Ricky Rubio ficaria ainda mais duas épocas na Europa depois de ser escolhido no draft da NBA. Filho da classe média/alta catalã, deu o salto para a idade adulta a jogar no Barcelona, vencendo a Euroliga em 2010 e a liga espanhola na época seguinte, antes de finalmente voar para as intensas expectativas que o receberiam no Minnesota - centenas de adeptos estavam à sua espera no aeroporto à chegada a Minneapolis, em junho de 2011.
Rubio só se estrearia em dezembro, maravilhando com o seu jogo fluído e feérico. Porém, os Timberwolves eram das equipas mais frágeis da NBA. Em março, o primeiro escolho numa carreira onde eles foram muitos: a defender Kobe Bryant, sofreu uma lesão gravíssima no joelho. As lesões, mais ou menos graves, seriam uma constante na primeira passagem por Minnesota, em que não conseguiu nunca levar os Timberwolves aos playoffs em seis temporadas.
Na primeira época na NBA, com os Minnesota Timberwolves
Mike Ehrmann
A troca para os Utah Jazz deu um boost a uma carreira que rapidamente estagnou, aí jogou finalmente nos playoffs. Antes, em 2016, a morte da mãe, de cancro do pulmão, foi um revés pessoal complicado de ultrapassar. “Uma parte de mim ficou destroçada naquela noite. A minha vida mudou para sempre”, escreveu num artigo no “The Players’ Tribune” sobre as horas que se seguiram à notícia de que a doença da mãe, inicialmente diagnosticada em 2012, havia voltado.
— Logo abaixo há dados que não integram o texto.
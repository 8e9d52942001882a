use glam::{Mat4, Vec3};

use crate::model::Transform;

/// Projection parameters. The camera's pose lives in the scene graph as a
/// child of the rig.
pub struct Camera {
    pub fov_y: f32,
    pub aspect: f32,
    pub z_near: f32,
    pub z_far: f32,
}

impl Camera {
    pub fn new(width: u32, height: u32) -> Self {
        Self {
            fov_y: 60f32.to_radians(),
            aspect: width as f32 / height.max(1) as f32,
            z_near: 0.01,
            z_far: 100.0,
        }
    }

    pub fn set_aspect(&mut self, width: u32, height: u32) { self.aspect = width as f32 / height.max(1) as f32; }

    pub fn projection(&self) -> Mat4 {
        Mat4::perspective_rh(self.fov_y, self.aspect, self.z_near, self.z_far)
    }

    /// `camera_world` is the world matrix of the camera node
    pub fn view_proj(&self, camera_world: &Mat4) -> Mat4 {
        self.projection() * camera_world.inverse()
    }

    /// Pose of a camera at `eye` looking at `target` (camera looks down its -Z)
    pub fn look_at(eye: Vec3, target: Vec3) -> Transform {
        Transform::from_matrix(Mat4::look_at_rh(eye, target, Vec3::Y).inverse())
    }

    /// Look direction of a camera with the given world matrix
    pub fn world_direction(camera_world: &Mat4) -> Vec3 {
        camera_world.transform_vector3(Vec3::NEG_Z).normalize_or_zero()
    }
}
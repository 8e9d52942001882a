// VIEW: Rendering and graphics
pub mod render;
pub mod gpu_init;

pub use render::{CameraUniform, LightingUniform, ModelUniform, RenderState};
pub use gpu_init::GpuContext;
// CONTROLLER: input, interaction logic and the frame loop
pub mod input;
pub mod xr_input;
pub mod grab;
pub mod locomotion;
pub mod actions;
pub mod orbit;
pub mod session;
pub mod frame_loop;

pub use input::{InputEvent, InputState, MouseButton};
pub use xr_input::{
    ControllerEvent, GamepadSnapshot, Handedness, InputSourceState, SessionEvent, XrEvent, XrFrameInput, XrInbox,
};
pub use grab::{GrabState, GrabSystem};
pub use locomotion::Locomotion;
pub use actions::ButtonActions;
pub use orbit::OrbitController;
pub use session::{ControllerSlot, InteractionSession, UiAction};
pub use frame_loop::FrameLoopContext;
use glam::Mat4;

use crate::error::{Result, ViewerError};
use crate::model::{Aabb, Ray, Transform};
use crate::utils::{Mesh, Topology};

#[derive(Debug, Clone, Copy, PartialEq, Eq, Hash)]
pub struct NodeId(usize);

#[derive(Debug, Clone, Copy, PartialEq, Eq, Hash, PartialOrd, Ord)]
pub struct MeshId(usize);

#[derive(Debug, Clone, Copy, PartialEq, Eq)]
pub enum NodeKind {
    Group,
    Mesh(MeshId),
}

#[derive(Debug, Clone)]
pub struct Node {
    pub name: String,
    pub kind: NodeKind,
    pub local: Transform,
    pub visible: bool,
    parent: Option<NodeId>,
    children: Vec<NodeId>,
}

struct MeshEntry {
    mesh: Mesh,
    bounds: Option<Aabb>,
}

/// A ray intersection with a mesh node
#[derive(Debug, Clone, Copy, PartialEq)]
pub struct RayHit {
    pub node: NodeId,
    pub t: f32,
}

/// A mesh ready to be drawn
#[derive(Debug, Clone, Copy)]
pub struct DrawItem {
    pub mesh: MeshId,
    pub world: Mat4,
}

/// Arena-backed transform hierarchy. Removed nodes leave a hole so that
/// `NodeId`s are never reused.
pub struct SceneGraph {
    nodes: Vec<Option<Node>>,
    meshes: Vec<Option<MeshEntry>>,
    root: NodeId,
}

impl SceneGraph {
    pub fn new() -> Self {
        let root = Node {
            name: "scene".to_string(),
            kind: NodeKind::Group,
            local: Transform::IDENTITY,
            visible: true,
            parent: None,
            children: Vec::new(),
        };
        Self {
            nodes: vec![Some(root)],
            meshes: Vec::new(),
            root: NodeId(0),
        }
    }

    pub fn root(&self) -> NodeId {
        self.root
    }

    pub fn add_mesh(&mut self, mesh: Mesh) -> MeshId {
        let bounds = mesh.bounds();
        self.meshes.push(Some(MeshEntry { mesh, bounds }));
        MeshId(self.meshes.len() - 1)
    }

    pub fn mesh(&self, id: MeshId) -> Option<&Mesh> {
        self.meshes.get(id.0)?.as_ref().map(|e| &e.mesh)
    }

    /// Drop the CPU copy of a mesh; renderers release their buffers on the next sync
    pub fn dispose_mesh(&mut self, id: MeshId) {
        if let Some(slot) = self.meshes.get_mut(id.0) {
            *slot = None;
        }
    }

    pub fn mesh_ids(&self) -> impl Iterator<Item = MeshId> + '_ {
        self.meshes
            .iter()
            .enumerate()
            .filter(|(_, m)| m.is_some())
            .map(|(i, _)| MeshId(i))
    }

    pub fn add_node(&mut self, parent: NodeId, name: &str, kind: NodeKind, local: Transform) -> Result<NodeId> {
        self.node(parent)?;
        let id = NodeId(self.nodes.len());
        self.nodes.push(Some(Node {
            name: name.to_string(),
            kind,
            local,
            visible: true,
            parent: Some(parent),
            children: Vec::new(),
        }));
        self.node_mut(parent)?.children.push(id);
        Ok(id)
    }

    pub fn contains(&self, id: NodeId) -> bool {
        matches!(self.nodes.get(id.0), Some(Some(_)))
    }

    pub fn node(&self, id: NodeId) -> Result<&Node> {
        self.nodes
            .get(id.0)
            .and_then(|n| n.as_ref())
            .ok_or(ViewerError::UnknownNode(id.0))
    }

    pub fn node_mut(&mut self, id: NodeId) -> Result<&mut Node> {
        self.nodes
            .get_mut(id.0)
            .and_then(|n| n.as_mut())
            .ok_or(ViewerError::UnknownNode(id.0))
    }

    pub fn parent(&self, id: NodeId) -> Option<NodeId> {
        self.node(id).ok()?.parent
    }

    pub fn children(&self, id: NodeId) -> &[NodeId] {
        self.node(id).map(|n| n.children.as_slice()).unwrap_or(&[])
    }

    pub fn local(&self, id: NodeId) -> Result<Transform> {
        Ok(self.node(id)?.local)
    }

    pub fn set_local(&mut self, id: NodeId, local: Transform) -> Result<()> {
        self.node_mut(id)?.local = local;
        Ok(())
    }

    pub fn world_matrix(&self, id: NodeId) -> Result<Mat4> {
        let node = self.node(id)?;
        let local = node.local.matrix();
        match node.parent {
            Some(parent) => Ok(self.world_matrix(parent)? * local),
            None => Ok(local),
        }
    }

    pub fn world_transform(&self, id: NodeId) -> Result<Transform> {
        Ok(Transform::from_matrix(self.world_matrix(id)?))
    }

    /// True when `ancestor` is `id` itself or lies on its parent chain
    pub fn is_ancestor(&self, ancestor: NodeId, id: NodeId) -> bool {
        let mut cur = Some(id);
        while let Some(n) = cur {
            if n == ancestor {
                return true;
            }
            cur = self.parent(n);
        }
        false
    }

    /// Move `id` under `new_parent` without changing where it sits in the world.
    pub fn attach(&mut self, id: NodeId, new_parent: NodeId) -> Result<()> {
        self.node(new_parent)?;
        if self.is_ancestor(id, new_parent) {
            return Err(ViewerError::CyclicAttach { node: id.0, parent: new_parent.0 });
        }

        let world = self.world_matrix(id)?;
        let parent_world = self.world_matrix(new_parent)?;

        self.detach(id)?;
        self.node_mut(new_parent)?.children.push(id);
        let node = self.node_mut(id)?;
        node.parent = Some(new_parent);
        node.local = Transform::from_matrix(parent_world.inverse() * world);
        Ok(())
    }

    fn detach(&mut self, id: NodeId) -> Result<()> {
        if let Some(parent) = self.node(id)?.parent {
            self.node_mut(parent)?.children.retain(|c| *c != id);
        }
        self.node_mut(id)?.parent = None;
        Ok(())
    }

    /// Remove `id` and its subtree; returns the meshes the subtree referenced.
    pub fn remove(&mut self, id: NodeId) -> Result<Vec<MeshId>> {
        if id == self.root {
            return Err(ViewerError::UnknownNode(id.0));
        }
        let subtree = self.descendants(id);
        self.detach(id)?;

        let mut meshes = Vec::new();
        for n in subtree {
            if let Some(node) = self.nodes[n.0].take() {
                if let NodeKind::Mesh(m) = node.kind {
                    meshes.push(m);
                }
            }
        }
        Ok(meshes)
    }

    /// `id` followed by all nodes below it, depth first
    pub fn descendants(&self, id: NodeId) -> Vec<NodeId> {
        let mut out = Vec::new();
        let mut stack = vec![id];
        while let Some(n) = stack.pop() {
            if !self.contains(n) {
                continue;
            }
            out.push(n);
            stack.extend(self.children(n).iter().rev());
        }
        out
    }

    /// Intersect `ray` with the triangles of every mesh in the scene. Mesh
    /// bounds reject misses early. Hits are sorted nearest first.
    pub fn raycast(&self, ray: &Ray) -> Vec<RayHit> {
        let mut hits = Vec::new();
        for id in self.descendants(self.root) {
            let Ok(node) = self.node(id) else { continue };
            let NodeKind::Mesh(mesh_id) = node.kind else { continue };
            let Some(Some(entry)) = self.meshes.get(mesh_id.0) else { continue };
            if entry.mesh.topology != Topology::Triangles {
                continue;
            }
            let Some(bounds) = entry.bounds else { continue };
            let Ok(world) = self.world_matrix(id) else { continue };

            let local_ray = ray.transformed(&world.inverse());
            if bounds.intersect_ray(&local_ray).is_none() {
                continue;
            }
            if let Some(t) = entry.mesh.intersect_ray(&local_ray) {
                hits.push(RayHit { node: id, t });
            }
        }
        hits.sort_by(|a, b| a.t.total_cmp(&b.t));
        hits
    }

    /// World-space bounds of all meshes at or below `id`
    pub fn subtree_bounds(&self, id: NodeId) -> Option<Aabb> {
        self.descendants(id)
            .into_iter()
            .filter_map(|n| {
                let NodeKind::Mesh(m) = self.node(n).ok()?.kind else { return None };
                let bounds = self.meshes.get(m.0)?.as_ref()?.bounds?;
                Some(bounds.transformed(&self.world_matrix(n).ok()?))
            })
            .reduce(|a, b| a.union(&b))
    }

    /// Visible meshes with their world matrices. A hidden node hides its subtree.
    pub fn draw_list(&self) -> Vec<DrawItem> {
        let mut out = Vec::new();
        let mut stack = vec![(self.root, Mat4::IDENTITY)];
        while let Some((id, parent_world)) = stack.pop() {
            let Ok(node) = self.node(id) else { continue };
            if !node.visible {
                continue;
            }
            let world = parent_world * node.local.matrix();
            if let NodeKind::Mesh(mesh) = node.kind {
                if self.mesh(mesh).is_some() {
                    out.push(DrawItem { mesh, world });
                }
            }
            stack.extend(node.children.iter().map(|c| (*c, world)));
        }
        out
    }
}

impl Default for SceneGraph {
    fn default() -> Self {
        Self::new()
    }
}

#[cfg(test)]
mod tests {
    use super::*;
    use crate::utils::create_box_mesh;
    use glam::{Quat, Vec3};

    fn graph_with_box(at: Vec3) -> (SceneGraph, NodeId) {
        let mut g = SceneGraph::new();
        let mesh = g.add_mesh(create_box_mesh(Vec3::ONE, [1.0; 4]));
        let root = g.root();
        let n = g.add_node(root, "box", NodeKind::Mesh(mesh), Transform::from_translation(at)).unwrap();
        (g, n)
    }

    #[test]
    fn test_world_matrix_composes_parents() {
        let mut g = SceneGraph::new();
        let root = g.root();
        let a = g.add_node(root, "a", NodeKind::Group, Transform::from_translation(Vec3::X)).unwrap();
        let b = g.add_node(a, "b", NodeKind::Group, Transform::from_translation(Vec3::Y)).unwrap();
        let p = g.world_matrix(b).unwrap().transform_point3(Vec3::ZERO);
        assert!(p.abs_diff_eq(Vec3::new(1.0, 1.0, 0.0), 1e-6));
    }

    #[test]
    fn test_attach_preserves_world_transform() {
        let mut g = SceneGraph::new();
        let root = g.root();
        let holder = g
            .add_node(
                root,
                "holder",
                NodeKind::Group,
                Transform {
                    translation: Vec3::new(0.3, 1.1, -0.4),
                    rotation: Quat::from_euler(glam::EulerRot::YXZ, 0.7, -0.3, 0.2),
                    scale: Vec3::ONE,
                },
            )
            .unwrap();
        let item = g
            .add_node(
                root,
                "item",
                NodeKind::Group,
                Transform {
                    translation: Vec3::new(0.0, 1.3, 0.0),
                    rotation: Quat::from_rotation_x(0.4),
                    scale: Vec3::splat(1.7),
                },
            )
            .unwrap();

        let before = g.world_transform(item).unwrap();
        g.attach(item, holder).unwrap();
        assert_eq!(g.parent(item), Some(holder));
        assert!(g.world_transform(item).unwrap().abs_diff_eq(&before, 1e-4));

        g.attach(item, root).unwrap();
        assert_eq!(g.parent(item), Some(root));
        assert!(g.world_transform(item).unwrap().abs_diff_eq(&before, 1e-4));
        assert!(!g.children(holder).contains(&item));
    }

    #[test]
    fn test_attach_into_descendant_fails() {
        let mut g = SceneGraph::new();
        let root = g.root();
        let a = g.add_node(root, "a", NodeKind::Group, Transform::IDENTITY).unwrap();
        let b = g.add_node(a, "b", NodeKind::Group, Transform::IDENTITY).unwrap();
        assert!(matches!(g.attach(a, b), Err(ViewerError::CyclicAttach { .. })));
    }

    #[test]
    fn test_remove_returns_subtree_meshes() {
        let (mut g, n) = graph_with_box(Vec3::ZERO);
        let mesh = g.add_mesh(create_box_mesh(Vec3::ONE, [1.0; 4]));
        let child = g.add_node(n, "child", NodeKind::Mesh(mesh), Transform::IDENTITY).unwrap();

        let removed = g.remove(n).unwrap();
        assert_eq!(removed.len(), 2);
        assert!(!g.contains(n));
        assert!(!g.contains(child));
        assert!(g.children(g.root()).is_empty());
    }

    #[test]
    fn test_raycast_sorts_nearest_first() {
        let (mut g, far) = graph_with_box(Vec3::new(0.0, 0.0, -10.0));
        let mesh = g.add_mesh(create_box_mesh(Vec3::ONE, [1.0; 4]));
        let root = g.root();
        let near = g
            .add_node(root, "near", NodeKind::Mesh(mesh), Transform::from_translation(Vec3::new(0.0, 0.0, -3.0)))
            .unwrap();

        let hits = g.raycast(&Ray::new(Vec3::ZERO, Vec3::NEG_Z));
        assert_eq!(hits.len(), 2);
        assert_eq!(hits[0].node, near);
        assert_eq!(hits[1].node, far);
        assert!((hits[0].t - 2.5).abs() < 1e-5);
    }

    #[test]
    fn test_raycast_tests_triangles_not_bounds() {
        use crate::utils::{Mesh, Vertex};
        let mut g = SceneGraph::new();
        let vertices = [Vec3::ZERO, Vec3::X, Vec3::Y]
            .into_iter()
            .map(|p| Vertex::new(p, Vec3::Z, [1.0; 4]))
            .collect();
        let mesh = g.add_mesh(Mesh { vertices, indices: vec![0, 1, 2], topology: Topology::Triangles });
        let root = g.root();
        let n = g
            .add_node(root, "tri", NodeKind::Mesh(mesh), Transform::from_translation(Vec3::new(0.0, 0.0, -2.0)))
            .unwrap();

        // crosses the bounding square but not the triangle
        assert!(g.raycast(&Ray::new(Vec3::new(0.8, 0.8, 0.0), Vec3::NEG_Z)).is_empty());

        let hits = g.raycast(&Ray::new(Vec3::new(0.2, 0.2, 0.0), Vec3::NEG_Z));
        assert_eq!(hits.len(), 1);
        assert_eq!(hits[0].node, n);
        assert!((hits[0].t - 2.0).abs() < 1e-5);
    }

    #[test]
    fn test_raycast_ignores_lines() {
        let mut g = SceneGraph::new();
        let mesh = g.add_mesh(crate::utils::create_axes_mesh(1.0));
        let root = g.root();
        g.add_node(root, "axes", NodeKind::Mesh(mesh), Transform::IDENTITY).unwrap();
        assert!(g.raycast(&Ray::new(Vec3::new(0.5, 0.0, 1.0), Vec3::NEG_Z)).is_empty());
    }

    #[test]
    fn test_hidden_node_hides_subtree() {
        let (mut g, n) = graph_with_box(Vec3::ZERO);
        let mesh = g.add_mesh(create_box_mesh(Vec3::ONE, [1.0; 4]));
        g.add_node(n, "child", NodeKind::Mesh(mesh), Transform::IDENTITY).unwrap();
        assert_eq!(g.draw_list().len(), 2);
        g.node_mut(n).unwrap().visible = false;
        assert!(g.draw_list().is_empty());
    }

    #[test]
    fn test_disposed_mesh_is_not_drawn() {
        let (mut g, n) = graph_with_box(Vec3::ZERO);
        let NodeKind::Mesh(m) = g.node(n).unwrap().kind else { panic!("expected mesh") };
        g.dispose_mesh(m);
        assert!(g.draw_list().is_empty());
        assert_eq!(g.mesh_ids().count(), 0);
    }
}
Um novo renascimento estava a acontecer em Cleveland quando nova lesão catastrófica no joelho esquerdo, em dezembro de 2021, travou uma vez mais a antiga next big thing europeia.
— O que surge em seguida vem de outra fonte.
use nalgebra::{DMatrixViewMut, DVector, Scalar};
use std::fmt;

/// Everything a term may know about the element it is evaluated on.
#[derive(Debug, Clone)]
pub struct ElementContext<'a, T: Scalar> {
    pub element_index: usize,
    /// Global equation numbers of the rows of the element block.
    pub row_equations: &'a [usize],
    /// Global equation numbers of the columns of the element block.
    pub col_equations: &'a [usize],
    /// The current solution, indexed by column equation numbers. Always present when the
    /// matrix is nonlinear.
    pub solution: Option<&'a DVector<T>>,
}

/// A contribution to the element stiffness block.
///
/// The element block is the sum of the contributions of all registered terms. Terms receive a
/// zeroed output of shape (row equations x column equations), and may leave it untouched if
/// they do not contribute to an element.
pub trait StiffnessTerm<T: Scalar>: Send + Sync {
    fn name(&self) -> &str;

    fn assemble_element_matrix_into(&self, context: &ElementContext<T>, output: DMatrixViewMut<T>) -> eyre::Result<()>;
}

type TermFn<T> = dyn Fn(&ElementContext<T>, DMatrixViewMut<T>) -> eyre::Result<()> + Send + Sync;

/// A term defined by a closure.
pub struct FnTerm<T: Scalar> {
    name: String,
    function: Box<TermFn<T>>,
}

impl<T: Scalar> FnTerm<T> {
    pub fn new<F>(name: impl Into<String>, function: F) -> Self
    where
        F: Fn(&ElementContext<T>, DMatrixViewMut<T>) -> eyre::Result<()> + Send + Sync + 'static,
    {
        Self {
            name: name.into(),
            function: Box::new(function),
        }
    }
}

impl<T: Scalar> fmt::Debug for FnTerm<T> {
    fn fmt(&self, f: &mut fmt::Formatter<'_>) -> fmt::Result {
        f.debug_struct("FnTerm").field("name", &self.name).finish()
    }
}

impl<T: Scalar> StiffnessTerm<T> for FnTerm<T> {
    fn name(&self) -> &str {
        &self.name
    }

    fn assemble_element_matrix_into(&self, context: &ElementContext<T>, output: DMatrixViewMut<T>) -> eyre::Result<()> {
        (self.function)(context, output)
    }
}

/// An ordered collection of stiffness terms.
///
/// Terms are evaluated in insertion order. Names are not required to be unique.
pub struct TermRegistry<T: Scalar> {
    terms: Vec<Box<dyn StiffnessTerm<T>>>,
}

impl<T: Scalar> Default for TermRegistry<T> {
    fn default() -> Self {
        Self { terms: Vec::new() }
    }
}

impl<T: Scalar> fmt::Debug for TermRegistry<T> {
    fn fmt(&self, f: &mut fmt::Formatter<'_>) -> fmt::Result {
        f.debug_list().entries(self.names()).finish()
    }
}

impl<T: Scalar> TermRegistry<T> {
    pub fn new() -> Self {
        Self::default()
    }

    pub fn push(&mut self, term: impl StiffnessTerm<T> + 'static) {
        self.push_boxed(Box::new(term));
    }

    pub fn push_boxed(&mut self, term: Box<dyn StiffnessTerm<T>>) {
        self.terms.push(term);
    }

    pub fn len(&self) -> usize {
        self.terms.len()
    }

    pub fn is_empty(&self) -> bool {
        self.terms.is_empty()
    }

    pub fn names(&self) -> impl '_ + Iterator<Item = &str> {
        self.terms.iter().map(|term| term.name())
    }

    pub fn iter(&self) -> impl '_ + Iterator<Item = &dyn StiffnessTerm<T>> {
        self.terms.iter().map(|term| term.as_ref())
    }
}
Os highlights de Ricky Rubio, os passes mágicos, a felicidade estampada no rosto com que geria o jogo, serão sempre matéria de sorrisos e deslumbramento, mas o espanhol termina a carreira na NBA sem qualquer All-Star jogado, sem um lugar nas melhores equipas do ano, sem os títulos que lhe pareciam destinados. Hoje, o jogador europeu domina a NBA, Nikola Jokic, Luka Doncic, Giannis Antetokounmpo, em breve Victor Wembanyama, tantos outros, e fica a dúvida se Rubio apareceu cedo ou tarde demais. Onde havia talento faltou sorte e consistência, e depois foram a cabeça e as sombras a fazerem das suas.
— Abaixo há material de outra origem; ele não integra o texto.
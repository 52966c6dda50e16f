use crate::error::AssemblyError;
use serde::{Deserialize, Serialize};
use std::ops::Range;

/// Ownership of a contiguous index space (equations, elements) split among the members of a
/// process group.
///
/// Member `r` owns the half-open range `offsets[r] .. offsets[r + 1]`, so every index is owned
/// by exactly one member.
#[derive(Debug, Clone, PartialEq, Eq, Serialize, Deserialize)]
pub struct Partition {
    offsets: Vec<usize>,
}

impl Partition {
    /// A partition where a single member owns all `n` indices.
    pub fn serial(n: usize) -> Self {
        Self { offsets: vec![0, n] }
    }

    /// Splits `n` indices into `size` contiguous blocks of near-equal length.
    ///
    /// The first `n % size` members receive one index more than the rest.
    pub fn uniform(n: usize, size: usize) -> Self {
        assert!(size > 0, "A partition needs at least one member");
        let base = n / size;
        let remainder = n % size;
        let mut offsets = Vec::with_capacity(size + 1);
        offsets.push(0);
        for rank in 0..size {
            let len = base + usize::from(rank < remainder);
            offsets.push(offsets[rank] + len);
        }
        Self { offsets }
    }

    pub fn try_from_offsets(offsets: Vec<usize>) -> Result<Self, AssemblyError> {
        if offsets.len() < 2 {
            return Err(AssemblyError::InvalidPartition {
                reason: "a partition needs at least two offsets".to_string(),
            });
        }
        if offsets[0] != 0 {
            return Err(AssemblyError::InvalidPartition {
                reason: format!("first offset must be zero, got {}", offsets[0]),
            });
        }
        if let Some(w) = offsets.windows(2).find(|w| w[0] > w[1]) {
            return Err(AssemblyError::InvalidPartition {
                reason: format!("offsets must be non-decreasing, found {} followed by {}", w[0], w[1]),
            });
        }
        Ok(Self { offsets })
    }

    pub fn num_members(&self) -> usize {
        self.offsets.len() - 1
    }

    /// Total number of indices in the partitioned space.
    pub fn total(&self) -> usize {
        self.offsets[self.offsets.len() - 1]
    }

    pub fn range(&self, rank: usize) -> Range<usize> {
        self.offsets[rank]..self.offsets[rank + 1]
    }

    pub fn local_len(&self, rank: usize) -> usize {
        self.offsets[rank + 1] - self.offsets[rank]
    }

    pub fn is_owned_by(&self, index: usize, rank: usize) -> bool {
        self.range(rank).contains(&index)
    }

    /// Returns the member owning `index`.
    ///
    /// Panics if `index` is out of bounds.
    pub fn owner(&self, index: usize) -> usize {
        assert!(index < self.total(), "Index {} out of bounds for partition of {}", index, self.total());
        // Empty ranges share their offset with the next member, so take the last member
        // whose range starts at or before the index
        self.offsets.partition_point(|&offset| offset <= index) - 1
    }

    pub fn offsets(&self) -> &[usize] {
        &self.offsets
    }
}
Ricky promete um dia “partilhar toda a experiência” para que todos possam ajudar quem passou por situações semelhantes. “Até lá, quero manter este tema privado por respeito à minha família e a mim mesmo, porque ainda estou a trabalhar na minha saúde mental”, escreveu ainda. O adeus é apenas à NBA e talvez ainda vejamos Ricky, tão suave como nos primeiros dias, a distribuir assistências maravilhosas pelos pavilhões espanhóis.